Dash is an experimental digital currency that enables instant, private payments to anyone, anywhere in the world. Dash uses peer-to-peer technology to operate with no central authority: managing transactions and issuing money are carried out collectively by the network. Dash Core is the name of the open source software which enables the use of this currency.
For more information, as well as an immediately useable, binary version of the Dash Core software, see https://www.dash.org/get-dash/.
License
Dash Core is released under the terms of the MIT license. See COPYING for more information or see https://opensource.org/licenses/MIT.
Development Process
The master
branch is meant to be stable. Development is normally done in separate branches.
Tags are created to indicate new official,
stable release versions of Dash Core.
The contribution workflow is described in CONTRIBUTING.md.
Testing
Testing and code review is the bottleneck for development; we get more pull requests than we can review and test on short notice. Please be patient and help out by testing other people's pull requests, and remember this is a security-critical project where any mistake might cost people lots of money.
Automated Testing
Developers are strongly encouraged to write unit tests for new code, and to
submit new unit tests for old code. Unit tests can be compiled and run
(assuming they weren't disabled in configure) with: make check
. Further details on running
and extending unit tests can be found in /src/test/README.md.
There are also regression and integration tests, written
in Python, that are run automatically on the build server.
These tests can be run (if the test dependencies are installed) with: test/functional/test_runner.py
The Travis CI system makes sure that every pull request is built for Windows, Linux, and OS X, and that unit/sanity tests are run automatically.

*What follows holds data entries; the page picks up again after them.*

use crate::error::{AppError, Result};
use crate::weather::ForecastPeriod;
use serde::{Deserialize, Deserializer};
use std::path::Path;
use tracing::info;

/// Range the pH input is restricted to.
pub const PH_INPUT_RANGE: (f64, f64) = (4.0, 9.0);

#[derive(Debug, Deserialize, Clone, Default)]
pub struct Config {
    #[serde(default)]
    pub defaults: DefaultsConfig,
    #[serde(default)]
    pub advice: AdviceConfig,
    #[serde(default)]
    pub pest: PestConfig,
    #[serde(default)]
    pub images: ImageConfig,
}

#[derive(Debug, Deserialize, Clone)]
pub struct DefaultsConfig {
    #[serde(default = "default_location")]
    pub location: String,
    #[serde(default = "default_forecast_period")]
    pub forecast_period: String,
    #[serde(default = "default_ph")]
    pub ph: f64,
}

impl Default for DefaultsConfig {
    fn default() -> Self {
        Self {
            location: default_location(),
            forecast_period: default_forecast_period(),
            ph: default_ph(),
        }
    }
}

fn default_location() -> String {
    "Nairobi".to_string()
}

fn default_forecast_period() -> String {
    ForecastPeriod::SevenDay.as_str().to_string()
}

fn default_ph() -> f64 {
    6.5
}

#[derive(Debug, Deserialize, Clone)]
pub struct AdviceConfig {
    /// pH assumed when assembling crop advice.
    #[serde(default = "default_ph")]
    pub demo_ph: f64,
}

impl Default for AdviceConfig {
    fn default() -> Self {
        Self {
            demo_ph: default_ph(),
        }
    }
}

#[derive(Debug, Deserialize, Clone, Default)]
pub struct PestConfig {
    #[serde(default, deserialize_with = "deserialize_seed")]
    pub seed: Option<u64>,
}

/// Custom deserializer that handles the seed as both number and string
///
/// Accepts:
/// - `seed: 42` (number)
/// - `seed: "42"` (string that parses to number)
/// - `seed: "${PEST_SEED}"` (env var substituted to either)
fn deserialize_seed<'de, D>(deserializer: D) -> std::result::Result<Option<u64>, D::Error>
where
    D: Deserializer<'de>,
{
    #[derive(Deserialize)]
    #[serde(untagged)]
    enum SeedValue {
        Number(u64),
        String(String),
    }

    match Option::<SeedValue>::deserialize(deserializer)? {
        None => Ok(None),
        Some(SeedValue::Number(n)) => Ok(Some(n)),
        Some(SeedValue::String(s)) if s.trim().is_empty() => Ok(None),
        Some(SeedValue::String(s)) => s
            .trim()
            .parse::<u64>()
            .map(Some)
            .map_err(|_| serde::de::Error::custom(format!("Invalid pest seed: '{}'", s))),
    }
}

#[derive(Debug, Deserialize, Clone)]
pub struct ImageConfig {
    /// Glob patterns an uploaded image's file name must match.
    #[serde(default = "default_image_patterns")]
    pub patterns: Vec<String>,
}

impl Default for ImageConfig {
    fn default() -> Self {
        Self {
            patterns: default_image_patterns(),
        }
    }
}

fn default_image_patterns() -> Vec<String> {
    vec!["*.jpg".to_string(), "*.jpeg".to_string(), "*.png".to_string()]
}

impl ImageConfig {
    /// Case-insensitive match of `file_name` against the configured patterns.
    pub fn matches_file(&self, file_name: &str) -> bool {
        let options = glob::MatchOptions {
            case_sensitive: false,
            require_literal_separator: false,
            require_literal_leading_dot: false,
        };

        self.patterns.iter().any(|pattern| {
            glob::Pattern::new(pattern)
                .map(|p| p.matches_with(file_name, options))
                .unwrap_or(false)
        })
    }
}

impl Config {
    pub fn load<P: AsRef<Path>>(path: P) -> Result<Self> {
        let content = std::fs::read_to_string(path.as_ref())
            .map_err(|e| AppError::Config(format!("Failed to read config file: {}", e)))?;

        Self::from_yaml(&content)
    }

    /// Load `path` if it exists, otherwise fall back to built-in defaults.
    pub fn load_or_default<P: AsRef<Path>>(path: P) -> Result<Self> {
        let path = path.as_ref();
        if path.exists() {
            let config = Self::load(path)?;
            info!("Configuration loaded from {}", path.display());
            Ok(config)
        } else {
            info!("No config file at {}, using defaults", path.display());
            Ok(Self::default())
        }
    }

    pub fn from_yaml(content: &str) -> Result<Self> {
        // Substitute environment variables
        let expanded = expand_env_vars(content)?;

        // An empty document deserializes to unit, not a mapping
        let config: Config = if expanded.trim().is_empty() {
            Config::default()
        } else {
            serde_yaml::from_str(&expanded)
                .map_err(|e| AppError::Config(format!("Failed to parse config: {}", e)))?
        };

        config.validate()?;

        Ok(config)
    }

    /// Validate configuration values
    ///
    /// Checks for:
    /// - pH values inside the accepted input range
    /// - A forecast period the weather model knows
    /// - At least one valid image pattern
    fn validate(&self) -> Result<()> {
        let ph_fields = [
            ("defaults.ph", self.defaults.ph),
            ("advice.demo_ph", self.advice.demo_ph),
        ];

        for (field_name, value) in &ph_fields {
            if !(PH_INPUT_RANGE.0..=PH_INPUT_RANGE.1).contains(value) {
                return Err(AppError::Config(format!(
                    "{} must be between {:.1} and {:.1}, got {}",
                    field_name, PH_INPUT_RANGE.0, PH_INPUT_RANGE.1, value
                )));
            }
        }

        if self.defaults.location.trim().is_empty() {
            return Err(AppError::Config("defaults.location cannot be empty".to_string()));
        }

        if self.defaults.forecast_period.parse::<ForecastPeriod>().is_err() {
            return Err(AppError::Config(format!(
                "defaults.forecast_period '{}' must be one of: 7-day, 14-day, Seasonal",
                self.defaults.forecast_period
            )));
        }

        if self.images.patterns.is_empty() {
            return Err(AppError::Config(
                "images.patterns must list at least one pattern".to_string(),
            ));
        }

        for pattern in &self.images.patterns {
            if let Err(e) = glob::Pattern::new(pattern) {
                return Err(AppError::Config(format!("Invalid image pattern '{}': {}", pattern, e)));
            }
        }

        Ok(())
    }
}

/// Substitute `${NAME}` references from the environment. Comment lines are
/// copied through untouched.
fn expand_env_vars(content: &str) -> Result<String> {
    let re = regex_lite::Regex::new(r"\$\{([^}]+)\}")
        .map_err(|e| AppError::Config(format!("Invalid env var pattern: {}", e)))?;

    let mut missing_vars = Vec::new();
    let mut lines = Vec::new();

    for line in content.lines() {
        if line.trim_start().starts_with('#') {
            lines.push(line.to_string());
            continue;
        }

        let mut expanded = line.to_string();
        for cap in re.captures_iter(line) {
            let var_name = &cap[1];
            match std::env::var(var_name) {
                Ok(value) => {
                    expanded = expanded.replace(&cap[0], &value);
                }
                Err(_) => {
                    if !missing_vars.iter().any(|v| v == var_name) {
                        missing_vars.push(var_name.to_string());
                    }
                }
            }
        }
        lines.push(expanded);
    }

    if !missing_vars.is_empty() {
        return Err(AppError::Config(format!(
            "Missing required environment variable{}: {}\n\n\
             To fix this:\n\
             1. Create a .env file in the project root\n\
             2. Set the missing variable{}: export {}=<value>\n\
             3. Or remove the reference from the config file",
            if missing_vars.len() > 1 { "s" } else { "" },
            missing_vars.join(", "),
            if missing_vars.len() > 1 { "s" } else { "" },
            missing_vars[0],
        )));
    }

    Ok(lines.join("\n"))
}
use thiserror::Error;

#[derive(Error, Debug)]
pub enum AppError {
    #[error("Configuration error: {0}")]
    Config(String),

    /// A required field was left empty. The message is shown to the user as-is.
    #[error("{0}")]
    MissingInput(String),

    #[error("Failed to load image: {0}")]
    Image(String),

    #[error("IO error: {0}")]
    Io(#[from] std::io::Error),

    #[error("Invalid data: {0}")]
    InvalidData(String),
}

impl AppError {
    /// True for errors the user can fix by changing their input.
    pub fn is_user_error(&self) -> bool {
        matches!(
            self,
            AppError::MissingInput(_) | AppError::Image(_) | AppError::InvalidData(_)
        )
    }
}

pub type Result<T> = std::result::Result<T, AppError>;
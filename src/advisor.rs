//! Per-tab actions.
//!
//! Each action takes the current [`UserSelection`], checks the fields that
//! tab requires and returns a finished [`Report`]. Nothing is remembered
//! between calls.

use crate::catalog::{Catalog, Season, SoilType};
use crate::config::{Config, PH_INPUT_RANGE};
use crate::error::{AppError, Result};
use crate::image::validate_image;
use crate::pest::PestModel;
use crate::report;
use crate::weather::{ForecastPeriod, WeatherModel};
use rand::rngs::StdRng;
use rand::Rng;
use std::fmt;
use std::path::PathBuf;
use tracing::{debug, info};

/// Inputs collected from the front end for a single action.
#[derive(Debug, Clone, Default)]
pub struct UserSelection {
    pub soil_type: Option<String>,
    pub ph: Option<f64>,
    pub location: Option<String>,
    pub forecast_period: Option<String>,
    pub season: Option<String>,
    pub image_path: Option<PathBuf>,
}

#[derive(Debug, Clone, Copy, PartialEq, Eq)]
pub enum Tab {
    Dashboard,
    SoilAnalysis,
    WeatherForecast,
    PestIdentification,
    CropAdvice,
}

impl Tab {
    pub fn title(&self) -> &'static str {
        match self {
            Tab::Dashboard => "Dashboard",
            Tab::SoilAnalysis => "Soil Analysis",
            Tab::WeatherForecast => "Weather Forecast",
            Tab::PestIdentification => "Pest Identification",
            Tab::CropAdvice => "Crop Advice",
        }
    }
}

impl fmt::Display for Tab {
    fn fmt(&self, f: &mut fmt::Formatter<'_>) -> fmt::Result {
        f.write_str(self.title())
    }
}

/// One titled block of report text.
#[derive(Debug, Clone, PartialEq)]
pub struct Pane {
    pub title: &'static str,
    pub text: String,
}

#[derive(Debug, Clone, PartialEq)]
pub struct Report {
    pub tab: Tab,
    pub panes: Vec<Pane>,
}

impl Report {
    fn single(tab: Tab, title: &'static str, text: String) -> Self {
        Self {
            tab,
            panes: vec![Pane { title, text }],
        }
    }

    /// Text of the pane titled `title`, if present.
    pub fn pane(&self, title: &str) -> Option<&str> {
        self.panes
            .iter()
            .find(|p| p.title == title)
            .map(|p| p.text.as_str())
    }
}

pub struct Advisor<R = StdRng> {
    config: Config,
    catalog: Catalog,
    weather: WeatherModel,
    pest_model: PestModel<R>,
}

impl Advisor<StdRng> {
    /// Advisor whose pest model is seeded from `config.pest.seed` when set.
    pub fn new(config: Config) -> Self {
        let pest_model = match config.pest.seed {
            Some(seed) => {
                info!("Pest model seeded with {}", seed);
                PestModel::seeded(seed)
            }
            None => PestModel::new(),
        };
        Self::with_pest_model(config, pest_model)
    }
}

impl<R: Rng> Advisor<R> {
    pub fn with_pest_model(config: Config, pest_model: PestModel<R>) -> Self {
        Self {
            config,
            catalog: Catalog::new(),
            weather: WeatherModel::new(),
            pest_model,
        }
    }

    pub fn dashboard(&self) -> Report {
        Report::single(
            Tab::Dashboard,
            "Dashboard",
            report::dashboard_report(&self.catalog),
        )
    }

    pub fn analyze_soil(&self, selection: &UserSelection) -> Result<Report> {
        let soil = required(selection.soil_type.as_deref(), "Please select a soil type")?;
        let soil = canonical_soil(soil);
        let ph = selection.ph.unwrap_or(self.config.defaults.ph);
        check_ph(ph)?;

        info!("Analyzing {} soil at pH {:.1}", soil, ph);
        Ok(Report::single(
            Tab::SoilAnalysis,
            "Soil Analysis Results",
            report::soil_analysis_report(&self.catalog, &soil, ph),
        ))
    }

    pub fn forecast(&self, selection: &UserSelection) -> Result<Report> {
        let location = required(
            Some(self.location_or_default(selection)),
            "Please enter a location",
        )?;
        let period = selection
            .forecast_period
            .as_deref()
            .unwrap_or(&self.config.defaults.forecast_period);

        info!("Forecast requested for {} ({})", location, period);
        let forecast = self.weather.predict(location, period);
        let recommendations = report::weather_recommendations(&forecast);

        Ok(Report {
            tab: Tab::WeatherForecast,
            panes: vec![
                Pane {
                    title: "Forecast",
                    text: forecast,
                },
                Pane {
                    title: "Recommendations",
                    text: recommendations.to_string(),
                },
            ],
        })
    }

    pub fn identify_pest(&mut self, selection: &UserSelection) -> Result<Report> {
        let path = selection
            .image_path
            .as_ref()
            .filter(|p| !p.as_os_str().is_empty())
            .ok_or_else(|| AppError::MissingInput("Please select an image first".to_string()))?;
        let path = validate_image(path, &self.config.images)?;

        let prediction = self.pest_model.predict(&path);
        info!("Identified '{}' in {}", prediction, path.display());
        if self.catalog.pest(prediction).is_none() {
            debug!("No pest record for '{}', using fallback text", prediction);
        }

        Ok(Report::single(
            Tab::PestIdentification,
            "Identification Results",
            report::pest_report(&self.catalog, prediction),
        ))
    }

    pub fn crop_advice(&self, selection: &UserSelection) -> Result<Report> {
        const MISSING: &str = "Please fill all fields";
        let location = required(Some(self.location_or_default(selection)), MISSING)?;
        let soil = canonical_soil(required(selection.soil_type.as_deref(), MISSING)?);
        let season = canonical_season(required(selection.season.as_deref(), MISSING)?);

        // Crop advice always uses the configured demo pH, never a live reading.
        let ph = self.config.advice.demo_ph;
        let forecast = self.weather.forecast(location, ForecastPeriod::Seasonal);

        info!(
            "Crop advice for {} ({} soil, {} season, pH {:.1})",
            location, soil, season, ph
        );
        Ok(Report::single(
            Tab::CropAdvice,
            "Crop Advice",
            report::crop_advice_report(&self.catalog, location, &soil, ph, &season, &forecast),
        ))
    }

    fn location_or_default<'a>(&'a self, selection: &'a UserSelection) -> &'a str {
        selection
            .location
            .as_deref()
            .unwrap_or(&self.config.defaults.location)
    }
}

/// Trimmed `value`, or a [`AppError::MissingInput`] carrying `message`.
fn required<'a>(value: Option<&'a str>, message: &str) -> Result<&'a str> {
    match value.map(str::trim) {
        Some(v) if !v.is_empty() => Ok(v),
        _ => Err(AppError::MissingInput(message.to_string())),
    }
}

/// Known soil labels are normalised to their canonical spelling; anything
/// else passes through unchanged.
fn canonical_soil(soil: &str) -> String {
    soil.parse::<SoilType>()
        .map(|s| s.as_str().to_string())
        .unwrap_or_else(|_| soil.to_string())
}

fn canonical_season(season: &str) -> String {
    season
        .parse::<Season>()
        .map(|s| s.as_str().to_string())
        .unwrap_or_else(|_| season.to_string())
}

fn check_ph(ph: f64) -> Result<()> {
    if (PH_INPUT_RANGE.0..=PH_INPUT_RANGE.1).contains(&ph) {
        Ok(())
    } else {
        Err(AppError::InvalidData(format!(
            "pH must be between {:.1} and {:.1}, got {}",
            PH_INPUT_RANGE.0, PH_INPUT_RANGE.1, ph
        )))
    }
}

Manual Quality Assurance (QA) Testing
Changes should be tested by somebody other than the developer who wrote the code. This is especially important for large or high-risk changes. It is useful to add a test plan to the pull request description if testing the changes is not straightforward.
Translations
Changes to translations as well as new translations can be submitted to Dash Core's Transifex page.
Translations are periodically pulled from Transifex and merged into the git repository. See the translation process for details on how this works.
Important: We do not accept translation changes as GitHub pull requests because the next pull from Transifex would automatically overwrite them again.
Translators should also follow the forum.